No empezó como una hermosa reunión. Cuando regresó en 1985 para producir la undécima temporada del programa, fue prácticamente un fracaso. ¿Ha perdido Lorne su toque? En Hollywood, donde Michaels coescribió y produjo “Three Amigos”, Steve Martin tuvo que explicarle en el set que estaban haciendo “una película grande y estúpida”. Pero fue 1986 cuando todo cambió. Ese fue el año en que Dana Carvey, Phil Hartman, Jan Hooks y Victoria Jackson se unieron al elenco de “SNL”, y fueron el prototipo de lo que se convertiría el programa: un espectáculo ágil. energizado sátira. Fue Carvey, con sus increíbles personificaciones (George HW Bush) y personajes recurrentes (Church Woman), quien definió la nueva era. Cuando Mike Myers se unió al elenco en 1989, el nuevo “SNL” se había vuelto tan poderoso como el “SNL” original. Bajo el liderazgo de Michaels, se volvió inmortal. Dicho esto, en 1995, Michaels todavía sufría la lucha contra los ejecutivos miopes de NBC, en este caso Don Ohlmeyer, quien le ordenó despedir a Adam Sandler y Chris Farley. ¡Buena llamada!

El hecho de que Michaels todavía presente “Saturday Night Live” exactamente como siempre lo ha hecho: el mismo horario meticuloso, las mismas cenas en Lattanzi (el maître d’ no reveló lo que ordenó Lorne, pero sabemos con certeza que probablemente fueron rigatoni boloñeses) – es parte de la mística artesanal del programa. Todo en Estados Unidos siempre está cambiando, pero «Saturday Night Live», aunque sigue siendo el mismo, sigue siendo un tótem de entretenimiento (y, por supuesto, la comedia del programa es lo más actual posible). Lorne es una criatura de hábitos enésimo grado, y hay algo casi kubrickiano en la forma obsesiva y ritualista en que organiza cada detalle de “Saturday Night Live”. Pero tengo la opción de elegir uno de los aspectos.

El ensayo general duró media hora más que la actuación real, ya que contenía varios bocetos que serían recortados.
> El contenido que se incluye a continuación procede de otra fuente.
//! Error types and handling infrastructure for input-signals.
//!
//! Sampling and axis conditioning are total and never fail. Errors only come out of the
//! layers around them: loading tuning profiles, reading recorded traces and parsing the
//! replay tool's arguments. Custom error types use `thiserror`; the replay binary wraps
//! them in `anyhow` for context.

use thiserror::Error;

/// The main error type for input-signals operations.
#[derive(Error, Debug)]
pub enum SignalError {
    /// File system related errors (profile or trace not readable, etc.)
    #[error("File operation failed: {message}")]
    FileError {
        message: String,
        #[source]
        source: std::io::Error,
    },

    /// Tuning profile could not be parsed or contained unusable values
    #[error("Configuration error: {message}")]
    ConfigError { message: String },

    /// Recorded backend trace could not be parsed
    #[error("Trace error: {message}")]
    TraceError { message: String },

    /// Invalid command line arguments
    #[error("Invalid argument: {message}")]
    InvalidArgument { message: String },

    /// Generic error for cases not covered by specific variants
    #[error("Operation failed: {message}")]
    Other { message: String },
}

/// Standard Result type for input-signals operations.
pub type Result<T> = std::result::Result<T, SignalError>;

impl SignalError {
    /// Create a FileError from an io::Error with additional context
    pub fn file_error(message: impl Into<String>, source: std::io::Error) -> Self {
        Self::FileError {
            message: message.into(),
            source,
        }
    }

    /// Create a ConfigError with a descriptive message
    pub fn config(message: impl Into<String>) -> Self {
        Self::ConfigError {
            message: message.into(),
        }
    }

    /// Create a TraceError with a descriptive message
    pub fn trace(message: impl Into<String>) -> Self {
        Self::TraceError {
            message: message.into(),
        }
    }

    /// Create an InvalidArgument error with a descriptive message
    pub fn invalid_argument(message: impl Into<String>) -> Self {
        Self::InvalidArgument {
            message: message.into(),
        }
    }

    /// Create a generic Other error with a descriptive message
    pub fn other(message: impl Into<String>) -> Self {
        Self::Other {
            message: message.into(),
        }
    }
}

impl From<std::io::Error> for SignalError {
    fn from(err: std::io::Error) -> Self {
        let message = match err.kind() {
            std::io::ErrorKind::NotFound => "File not found",
            std::io::ErrorKind::PermissionDenied => "Permission denied",
            _ => "IO operation failed",
        };
        Self::FileError {
            message: message.to_string(),
            source: err,
        }
    }
}

#[cfg(feature = "config")]
impl From<toml::de::Error> for SignalError {
    fn from(err: toml::de::Error) -> Self {
        Self::ConfigError {
            message: err.message().to_string(),
        }
    }
}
Creo que este es uno de los aspectos más sádicos del gobierno de Michaels: trabajar en un boceto hasta completarlo, apenas unas horas antes de las 11:30 p. m. de un sábado por la noche, solo para decirle a las personas que lo escribieron e interpretaron: «Lo siento, ¡tu boceto ahora está en la sala de montaje!». Pero si eso es verdad creativamente justificada, la crueldad será su propia recompensa.

Lo que sucedió durante los ensayos de “Saturday Night Live” fue que Lorne escuchó al público como si fuera un ejecutivo de estudio estudiando un cuestionario después de una proyección de prueba. Básicamente, el público decide. (Si no se rieran mucho, los bocetos se perderían.) Y mi sensación es que hay bocetos brillantes, atrevidos, que no están a la altura de lo que deberían ser. Piénsalo: ¿cuántos sketches mediocres de “SNL” has visto? (Respuesta: demasiados para contarlos.) Si Lorne Michals se hubiera arriesgado más, al diablo con el público de los estudios de ensayo, podría haber producido un espectáculo más audaz y salvaje. La naturaleza del ritual contiene elementos de conservadurismo.

¿Pero quién se queja? Es un milagro que “Saturday Night Live” siga existiendo y siga siendo tan bueno. Lorne se ha hecho tan básico para este espectáculo como las tablas del suelo de Studio 8H; sus cualidades prácticas están integradas en cada momento. ¿Hay otro Lorne esperando entre bastidores? Muchos dicen Tina Fey. Pero Lorne Michaels, a sus 81 años, no actúa como si fuera a ir a ninguna parte, y ¿por qué debería hacerlo, considerando que es un maestro de la televisión en la creación de programas de comedia nocturnos que, cada semana, encuentran maneras de ser iguales pero diferentes?